O uso de referenciais de gênero podia ser percebido no seu entrelace com as características raciais e com a condição social em que estes acusados estavam inseridos, e, muitas vezes, buscavam mostrar “a vida desregrada” levada por esses homens, como forma de estigmatização social e racial. Essas questões marcaram diretamente o “julgamento” dos comportamentos e condutas de homens e mulheres na cidade de Fortaleza em inícios do século XX.

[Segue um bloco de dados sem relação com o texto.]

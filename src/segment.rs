use serde::Serialize;

/// A render-ready unit of an answer.
#[derive(Debug, Clone, PartialEq, Eq, Serialize)]
#[serde(tag = "type", rename_all = "lowercase")]
pub enum Segment {
    /// Prose with markdown already translated into structural markup.
    Text { markup: String },
    /// A math expression with its delimiters stripped.
    Math { expression: String, block: bool },
}

impl Segment {
    pub fn is_text(&self) -> bool {
        matches!(self, Segment::Text { .. })
    }
}

/// What the scanner decided a span of the normalized input is.
#[derive(Debug, Clone, PartialEq, Eq)]
pub enum SpanKind {
    Text,
    Math { expression: String, block: bool },
}

/// A classified slice of the normalized input.
///
/// `source` is the exact input text the span covers, delimiters included, so
/// concatenating every span's source reproduces the scanned string.
#[derive(Debug, Clone, PartialEq, Eq)]
pub struct RawSpan<'a> {
    pub kind: SpanKind,
    pub source: &'a str,
}

impl<'a> RawSpan<'a> {
    pub fn text(source: &'a str) -> Self {
        Self {
            kind: SpanKind::Text,
            source,
        }
    }

    pub fn math(source: &'a str, expression: String, block: bool) -> Self {
        Self {
            kind: SpanKind::Math { expression, block },
            source,
        }
    }

    pub fn is_text(&self) -> bool {
        self.kind == SpanKind::Text
    }
}
use std::fs;
use std::io::{self, Read};
use std::path::PathBuf;

use clap::{Parser, ValueEnum};

use mathseg::{Answer, Config, MathmlRenderer};

#[derive(Parser)]
#[command(name = "mathseg", version)]
#[command(about = "Split math-solver answers into text and math segments")]
struct Cli {
    /// Input answer file (reads stdin when omitted or "-")
    input: Option<PathBuf>,

    /// Output file (defaults to stdout)
    #[arg(short, long)]
    output: Option<PathBuf>,

    /// Output format
    #[arg(short, long, value_enum, default_value_t = Format::Json)]
    format: Format,

    /// TOML config file (defaults to the bundled config)
    #[arg(short, long)]
    config: Option<PathBuf>,

    /// Print the normalized answer and stop
    #[arg(long)]
    normalize_only: bool,
}

#[derive(Clone, Copy, ValueEnum)]
enum Format {
    Json,
    Html,
}

fn main() {
    env_logger::Builder::from_env(env_logger::Env::default().default_filter_or("warn")).init();

    let cli = Cli::parse();
    if let Err(e) = run(&cli) {
        eprintln!("Error: {}", e);
        std::process::exit(1);
    }
}

fn run(cli: &Cli) -> Result<(), Box<dyn std::error::Error>> {
    let config = match &cli.config {
        Some(path) => Config::load(path)?,
        None => Config::default(),
    };

    let body = read_input(cli.input.as_ref())
        .map_err(|e| format!("reading {}: {}", input_name(cli.input.as_ref()), e))?;

    let rendered = if cli.normalize_only {
        let mut normalized = mathseg::normalize(&body);
        normalized.push('\n');
        normalized
    } else {
        let answer = mathseg::process_response(&body, &config);
        match cli.format {
            Format::Json => answer_to_json(&answer)?,
            Format::Html => answer_to_html(&answer, &config),
        }
    };

    match &cli.output {
        Some(path) => fs::write(path, rendered)
            .map_err(|e| format!("writing {}: {}", path.display(), e))?,
        None => print!("{}", rendered),
    }
    Ok(())
}

fn read_input(input: Option<&PathBuf>) -> io::Result<String> {
    match input {
        Some(path) if path.as_os_str() != "-" => fs::read_to_string(path),
        _ => {
            let mut body = String::new();
            io::stdin().read_to_string(&mut body)?;
            Ok(body)
        }
    }
}

fn input_name(input: Option<&PathBuf>) -> String {
    match input {
        Some(path) if path.as_os_str() != "-" => path.display().to_string(),
        _ => "stdin".to_string(),
    }
}

fn answer_to_json(answer: &Answer) -> serde_json::Result<String> {
    let mut json = match answer {
        Answer::NotMath => serde_json::to_string_pretty(&serde_json::json!({ "type": "not_math" }))?,
        Answer::Solution(segments) => serde_json::to_string_pretty(segments)?,
    };
    json.push('\n');
    Ok(json)
}

fn answer_to_html(answer: &Answer, config: &Config) -> String {
    match answer {
        Answer::NotMath => format!("<p>{}</p>\n", mathseg::NOT_A_MATH_PROBLEM),
        Answer::Solution(segments) => {
            mathseg::segments_to_html(segments, &MathmlRenderer, &config.render)
        }
    }
}
use serde::Deserialize;
use std::fs;
use std::path::Path;

use crate::error::ConfigError;

/// Bundled default configuration, validated by `build.rs`.
pub const DEFAULT_CONFIG: &str = include_str!("default_config.toml");

#[derive(Debug, Clone, PartialEq, Deserialize, Default)]
#[serde(default)]
pub struct Config {
    pub grammar: Grammar,
    pub render: RenderConfig,
}

/// The math grammar the segmenter scans for.
///
/// Delimiter pairs are tried in declaration order at every scan offset, so
/// longer openers that share a prefix with shorter ones (`$$` vs `$`) must
/// come first.
#[derive(Debug, Clone, PartialEq, Deserialize)]
#[serde(default)]
pub struct Grammar {
    pub delimiters: Vec<Delimiter>,
    pub symbols: Vec<char>,
    pub commands: bool,
    pub command_arguments: bool,
    pub command_whitelist: Vec<String>,
}

/// An explicit math delimiter pair such as `$$ ... $$`.
#[derive(Debug, Clone, PartialEq, Deserialize)]
pub struct Delimiter {
    pub open: String,
    pub close: String,
    #[serde(default)]
    pub block: bool,
}

impl Delimiter {
    pub fn new(open: &str, close: &str, block: bool) -> Self {
        Self {
            open: open.to_string(),
            close: close.to_string(),
            block,
        }
    }
}

impl Default for Grammar {
    fn default() -> Self {
        Self {
            delimiters: vec![Delimiter::new("$$", "$$", true), Delimiter::new("$", "$", false)],
            symbols: vec![
                '∫', '∑', '∏', '√', '∞', 'α', 'β', 'γ', 'δ', 'ε', 'θ', 'λ', 'μ', 'π', 'σ', 'τ',
                'φ', 'ψ', 'ω',
            ],
            commands: true,
            command_arguments: true,
            command_whitelist: Vec::new(),
        }
    }
}

impl Grammar {
    /// Only `$$...$$` and `$...$` are recognised.
    pub fn delimited_only() -> Self {
        Self {
            symbols: Vec::new(),
            commands: false,
            ..Self::default()
        }
    }

    /// Delimiters plus the symbol whitelist, but no implicit commands.
    pub fn with_symbols() -> Self {
        Self {
            commands: false,
            ..Self::default()
        }
    }

    pub fn is_symbol(&self, c: char) -> bool {
        self.symbols.contains(&c)
    }

    pub fn allows_command(&self, name: &str) -> bool {
        self.commands
            && (self.command_whitelist.is_empty()
                || self.command_whitelist.iter().any(|allowed| allowed == name))
    }

    /// Drop delimiter entries that could never match.
    fn sanitize(&mut self) {
        self.delimiters.retain(|d| {
            let usable = !d.open.is_empty() && !d.close.is_empty();
            if !usable {
                log::warn!("ignoring math delimiter with an empty open or close marker");
            }
            usable
        });
    }
}

/// Settings for the bundled HTML renderer.
#[derive(Debug, Clone, PartialEq, Deserialize)]
#[serde(default)]
pub struct RenderConfig {
    pub error_color: String,
    pub math_class: String,
    pub block_math_class: String,
}

impl Default for RenderConfig {
    fn default() -> Self {
        Self {
            error_color: "#d32f2f".to_string(),
            math_class: "math".to_string(),
            block_math_class: "math-block".to_string(),
        }
    }
}

impl Config {
    /// Parse a config from TOML text.
    pub fn from_toml(content: &str) -> Result<Self, toml::de::Error> {
        let mut config: Config = toml::from_str(content)?;
        config.grammar.sanitize();
        Ok(config)
    }

    /// Load config from a TOML file.
    pub fn load(path: &Path) -> Result<Self, ConfigError> {
        let content = fs::read_to_string(path).map_err(|source| ConfigError::Read {
            path: path.to_path_buf(),
            source,
        })?;
        Self::from_toml(&content).map_err(|source| ConfigError::Parse {
            path: path.to_path_buf(),
            source,
        })
    }

    /// Load config from a TOML file, or return defaults if it is missing or invalid.
    pub fn load_or_default(path: &Path) -> Self {
        match Self::load(path) {
            Ok(config) => config,
            Err(ConfigError::Read { .. }) => Self::default(),
            Err(e) => {
                log::warn!("{}; using default config", e);
                Self::default()
            }
        }
    }
}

Como afirma a historiadora Margareth Rago, a intenção de fazer com que os homens pobres, especialmente os trabalhadores fabris, fossem disciplinados a assumir a rotina de trabalho como marcadora do seu tempo, a dedicar-se a um casamento monogâmico, e a aproveitarem o ambiente do lar como principal espaço de lazer e sociabilidade, fez com que vários setores da sociedade brasileira, como os médicos, juristas, burgueses donos de fábricas e a Igreja Católica, se somassem na propagação de um perfil de “homem ideal” para as cidades que se modernizavam. (RAGO, 1985, p. 180-181) Apesar de se referir a uma realidade de São Paulo, muitos dessas questões que visavam a disciplinarização dos homens, em especial dos pobres, também fizeram parte da Fortaleza de inícios do século XX. Assim, muitas das contendas diárias em que esses homens estavam envolvidos eram marcadas por essas referências, seja nas acusações e defesas entre as testemunhas, seja

pela atuação dos aparelhos estatais da polícia e da justiça, e dos médicos legistas.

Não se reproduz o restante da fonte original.